◆ Task objective
Go over the records and copy every line with the string "path".

::::::

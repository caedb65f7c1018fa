use crate::config::StoreConfig;
use crate::error::{Error, Result};
use crate::iterator::KvIterator;
use crate::storage::check_compact_range;
use crate::write_batch::{BatchOperation, WriteBatch};
use crate::{Batch, KeyRange, KeyValueStore};
use parking_lot::RwLock;
use std::path::{Path, PathBuf};
use tracing::{debug, info};

/// On-disk store backed by one sled database.
///
/// `close` flushes and drops the database handle, releasing its file lock;
/// any later call fails with [`Error::Closed`].
pub struct SledStore {
    db: RwLock<Option<sled::Db>>,
    path: PathBuf,
}

impl SledStore {
    pub fn open<P: AsRef<Path>>(path: P, config: &StoreConfig) -> Result<Self> {
        let path = path.as_ref().to_path_buf();
        let mode = if config.high_throughput {
            sled::Mode::HighThroughput
        } else {
            sled::Mode::LowSpace
        };
        let db = sled::Config::default()
            .path(&path)
            .cache_capacity(config.cache_capacity)
            .flush_every_ms(config.flush_every_ms)
            .mode(mode)
            .temporary(config.temporary)
            .open()?;
        debug!(path = %path.display(), recovered = db.was_recovered(), "Opened backing store");

        Ok(Self {
            db: RwLock::new(Some(db)),
            path,
        })
    }

    pub fn path(&self) -> &Path {
        &self.path
    }

    fn with_db<T>(&self, f: impl FnOnce(&sled::Db) -> Result<T>) -> Result<T> {
        let guard = self.db.read();
        let db = guard.as_ref().ok_or(Error::Closed)?;
        f(db)
    }
}

impl KeyValueStore for SledStore {
    fn has(&self, key: &[u8]) -> Result<bool> {
        self.with_db(|db| Ok(db.contains_key(key)?))
    }

    fn get(&self, key: &[u8]) -> Result<Option<Vec<u8>>> {
        self.with_db(|db| Ok(db.get(key)?.map(|v| v.to_vec())))
    }

    fn put(&self, key: &[u8], value: &[u8]) -> Result<()> {
        self.with_db(|db| {
            db.insert(key, value)?;
            Ok(())
        })
    }

    fn delete(&self, key: &[u8]) -> Result<()> {
        self.with_db(|db| {
            db.remove(key)?;
            Ok(())
        })
    }

    fn new_batch(&self) -> Box<dyn Batch + '_> {
        Box::new(SledBatch {
            store: self,
            batch: WriteBatch::new(),
        })
    }

    fn iter_range(&self, range: KeyRange) -> Result<KvIterator<'_>> {
        let iter = self.with_db(|db| {
            Ok(match range {
                KeyRange::All => db.iter(),
                KeyRange::From(start) => db.range(start..),
                KeyRange::Prefix(prefix) => db.scan_prefix(prefix),
            })
        })?;
        Ok(Box::new(iter.map(|item| {
            item.map(|(k, v)| (k.to_vec(), v.to_vec()))
                .map_err(Error::from)
        })))
    }

    fn stat(&self, property: &str) -> Result<String> {
        self.with_db(|db| match property {
            "entries" => Ok(db.len().to_string()),
            "size_on_disk" => Ok(db.size_on_disk()?.to_string()),
            "checksum" => Ok(format!("{:08x}", db.checksum()?)),
            "recovered" => Ok(db.was_recovered().to_string()),
            other => Err(Error::UnknownProperty(other.to_string())),
        })
    }

    // sled merges and rewrites segments on its own; an explicit compaction
    // only makes the range durable.
    fn compact(&self, start: Option<&[u8]>, limit: Option<&[u8]>) -> Result<()> {
        check_compact_range(start, limit)?;
        self.with_db(|db| {
            let flushed = db.flush()?;
            debug!(path = %self.path.display(), flushed, "Compacted backing store");
            Ok(())
        })
    }

    fn close(&self) -> Result<()> {
        let mut guard = self.db.write();
        if let Some(db) = guard.as_ref() {
            db.flush()?;
        }
        if guard.take().is_some() {
            info!(path = %self.path.display(), "Closed backing store");
        }
        Ok(())
    }
}

struct SledBatch<'a> {
    store: &'a SledStore,
    batch: WriteBatch,
}

impl Batch for SledBatch<'_> {
    fn put(&mut self, key: &[u8], value: &[u8]) -> Result<()> {
        self.batch.put(key, value);
        Ok(())
    }

    fn delete(&mut self, key: &[u8]) -> Result<()> {
        self.batch.delete(key);
        Ok(())
    }

    fn len(&self) -> usize {
        self.batch.len()
    }

    fn value_size(&self) -> usize {
        self.batch.size_bytes()
    }

    fn write(&self) -> Result<()> {
        let mut batch = sled::Batch::default();
        for op in self.batch.operations() {
            match op {
                BatchOperation::Put { key, value } => batch.insert(key.as_slice(), value.as_slice()),
                BatchOperation::Delete { key } => batch.remove(key.as_slice()),
            }
        }
        self.store.with_db(|db| {
            db.apply_batch(batch)?;
            Ok(())
        })
    }

    fn reset(&mut self) {
        self.batch.clear();
    }
}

::::::

◆ Solution below
use std::path::{Path, PathBuf};
    path: PathBuf,
    pub fn open<P: AsRef<Path>>(path: P, config: &StoreConfig) -> Result<Self> {
        let path = path.as_ref().to_path_buf();
            .path(&path)
        debug!(path = %path.display(), recovered = db.was_recovered(), "Opened backing store");
            path,
    pub fn path(&self) -> &Path {
        &self.path
            debug!(path = %self.path.display(), flushed, "Compacted backing store");
            info!(path = %self.path.display(), "Closed backing store");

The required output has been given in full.